Улыбаться, однако же, было как будто нечему. Как раз в конце октября он узнал, что в приказе общественного призрения, где Грибовский исполнял должность казначея, не хватает тысячи рублей наличными да сверх того нет расписок в получении купцами семи тысяч, которые были им розданы заимообразно. Канцелярская сторона была так обставлена, что при желании можно было и самого Державина обвинять в соучастии. Кто бы усомнился, что как только история обнаружится, тутолминская партия сумеет ею воспользоваться?

Державин потребовал от Грибовского объяснений. Тот покаялся, что, выдавая ссуды купцам, не брал с них расписок, при условии, что они распишутся после, когда будут возвращать деньги. Ссуды таким образом становились как бы бессрочными. За это Грибовский получал взятки. Что же касается тысячи, им лично растраченной, то Грибовский признался, что проиграл ее в карты, ведя игру с вице-губернатором, губернским прокурором и председателем уголовной палаты.

При других обстоятельствах Державин, конечно, отдал бы казначея под суд. Но теперь ему было некогда ждать судебной развязки. Все, что случалось в Петрозаводске, представлялось ему дурным сном, и исходя из этого он придумал закончить дело особым и странным образом.

Он заставил Грибовского тут же, не сходя с места, письменно изложить все признание, с поименным перечнем, что и кому проиграно. Это было 27 октября, в седьмом часу вечера. Отпустив Грибовского, Державин тотчас вызвал к себе вице-губернатора. Тот явился. С самым дружеским видом Державин поведал ему о растрате и просил совета, как поступить. Вице-губернатор стал важно читать Державину наставления, бранил Грибовского и требовал, чтобы поступлено было по всей строгости закона. Тогда Державин дал ему прочитать признание Грибовского. Увидя имя свое между игроками, вице-губернатор «сначала взбесился, потом обробел и в крайнем замешательстве уехал домой».

Затем был призван председатель уголовной палаты, и с ним все повторилось точь-в-точь, как с вице-губернатором. До губернского прокурора очередь дошла уже ночью. Но прокурор был не так-то прост. Он не испугался, а заявил, что даст делу ход, да с тем и уехал.

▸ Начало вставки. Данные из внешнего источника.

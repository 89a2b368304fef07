use anyhow::Result;
use crossterm::{
    execute,
    terminal::{disable_raw_mode, enable_raw_mode, EnterAlternateScreen, LeaveAlternateScreen},
};
use ratatui::{backend::CrosstermBackend, Terminal};
use std::io::{self, Stdout, Write};

pub type Tui = Terminal<CrosstermBackend<Stdout>>;

/// Switch to raw mode on the alternate screen.
/// Mouse reporting stays off; the dashboard is keyboard-only.
pub fn init() -> Result<Tui> {
    enable_raw_mode()?;
    execute!(io::stdout(), EnterAlternateScreen)?;

    print!("\x1b[?1000l"); // X11 mouse reporting
    print!("\x1b[?1002l"); // cell motion tracking
    print!("\x1b[?1003l"); // all motion tracking
    print!("\x1b[?1006l"); // SGR extended mode
    io::stdout().flush()?;

    let backend = CrosstermBackend::new(io::stdout());
    let terminal = Terminal::new(backend)?;
    Ok(terminal)
}

/// Restore the terminal to its original state
pub fn restore() -> Result<()> {
    disable_raw_mode()?;
    execute!(io::stdout(), LeaveAlternateScreen)?;
    Ok(())
}

/// Restore the terminal before the default panic message is printed
pub fn install_panic_hook() {
    let original = std::panic::take_hook();
    std::panic::set_hook(Box::new(move |info| {
        let _ = restore();
        original(info);
    }));
}
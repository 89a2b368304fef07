mod profile_repository;
mod category_repository;
mod trend_repository;
mod metric_repository;
mod seed_repository;
mod saved_repository;

pub use profile_repository::ProfileRepository;
pub use category_repository::CategoryRepository;
pub use trend_repository::{DashboardQuery, TrendRepository};
pub use metric_repository::MetricRepository;
pub use seed_repository::SeedRepository;
pub use saved_repository::SavedTrendRepository;
use serde::Serialize;
use thiserror::Error;

use crate::config::GitHub;

const USER_AGENT: &str = "Velocity-Scraper-Trigger";
const API_VERSION: &str = "2022-11-28";

#[derive(Debug, Error)]
pub enum DispatchError {
    #[error("GITHUB_ACCESS_TOKEN not configured")]
    MissingToken,

    #[error("Failed to reach GitHub: {0}")]
    Request(#[from] reqwest::Error),

    #[error("GitHub API Error: {status} - {body}")]
    Rejected { status: u16, body: String },
}

#[derive(Serialize)]
struct DispatchBody<'a> {
    #[serde(rename = "ref")]
    git_ref: &'a str,
}

/// Starts the scraper workflow through GitHub's `workflow_dispatch` API
#[derive(Clone)]
pub struct WorkflowDispatcher {
    client: reqwest::Client,
    config: GitHub,
}

impl WorkflowDispatcher {
    pub fn new(config: GitHub) -> Self {
        Self {
            client: reqwest::Client::new(),
            config,
        }
    }

    pub fn dispatch_url(&self) -> String {
        format!(
            "{}/repos/{}/{}/actions/workflows/{}/dispatches",
            self.config.api_base.trim_end_matches('/'),
            self.config.owner,
            self.config.repo,
            self.config.workflow
        )
    }

    /// Fire the workflow. GitHub answers 204 with an empty body on success.
    pub async fn dispatch(&self) -> Result<(), DispatchError> {
        let token = self
            .config
            .token
            .as_deref()
            .map(str::trim)
            .filter(|t| !t.is_empty())
            .ok_or(DispatchError::MissingToken)?;

        let url = self.dispatch_url();
        tracing::info!("Dispatching workflow {}", url);

        let response = self
            .client
            .post(&url)
            .header("Accept", "application/vnd.github+json")
            .header("Authorization", format!("Bearer {}", token))
            .header("X-GitHub-Api-Version", API_VERSION)
            .header("User-Agent", USER_AGENT)
            .json(&DispatchBody {
                git_ref: &self.config.git_ref,
            })
            .send()
            .await?;

        if !response.status().is_success() {
            let status = response.status().as_u16();
            let body = response.text().await.unwrap_or_default();
            return Err(DispatchError::Rejected { status, body });
        }

        Ok(())
    }
}

#[cfg(test)]
mod tests {
    use super::*;
    use crate::config::Settings;

    fn github_config() -> GitHub {
        Settings::defaults().expect("defaults").github
    }

    #[test]
    fn test_dispatch_url_targets_monitor_workflow() {
        let mut config = github_config();
        config.owner = "acme".to_string();
        config.repo = "scraper".to_string();
        config.api_base = "https://api.github.com/".to_string();

        let dispatcher = WorkflowDispatcher::new(config);
        assert_eq!(
            dispatcher.dispatch_url(),
            "https://api.github.com/repos/acme/scraper/actions/workflows/monitor.yml/dispatches"
        );
    }

    #[test]
    fn test_dispatch_body_uses_ref_key() {
        let body = serde_json::to_value(DispatchBody { git_ref: "main" }).unwrap();
        assert_eq!(body, serde_json::json!({ "ref": "main" }));
    }

    #[tokio::test]
    async fn test_missing_token_fails_before_any_request() {
        let mut config = github_config();
        config.token = Some("   ".to_string());
        let err = WorkflowDispatcher::new(config).dispatch().await.unwrap_err();
        assert!(matches!(err, DispatchError::MissingToken));
        assert_eq!(err.to_string(), "GITHUB_ACCESS_TOKEN not configured");
    }

    #[test]
    fn test_rejected_message_includes_status_and_body() {
        let err = DispatchError::Rejected {
            status: 404,
            body: "{\"message\":\"Not Found\"}".to_string(),
        };
        assert_eq!(
            err.to_string(),
            "GitHub API Error: 404 - {\"message\":\"Not Found\"}"
        );
    }
}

Наутро Державин отправился в приказ общественного призрения, велел привести купцов и, грозя немедленною тюрьмой, заставил их выдать расписки на все семь тысяч. Документы были приведены в порядок, а недостающую тысячу Державин внес из своих денег. Вернувшись к себе в правление, он уже там застал прокурора; тот явился с формальным протестом против действий губернатора, призвавшего его ночью и пугавшего бумагой, в которой он был облыжно замешан в картежное дело.

Но тут, вероятно, прокурору показалось, что губернатор сходит с ума: Державин решительно объявил, что никогда его ночью не вызывал, никакие деньги не пропадали, и все это, очевидно, прокурору приснилось. Если же он сомневается, то может побывать в приказе общественного призрения и лично во всем убедиться, освидетельствовав казну и книги. Прокурор помчался в приказ и вернулся оттуда в крайнем смущении: теперь уж ему казалось, что сходит с ума он сам.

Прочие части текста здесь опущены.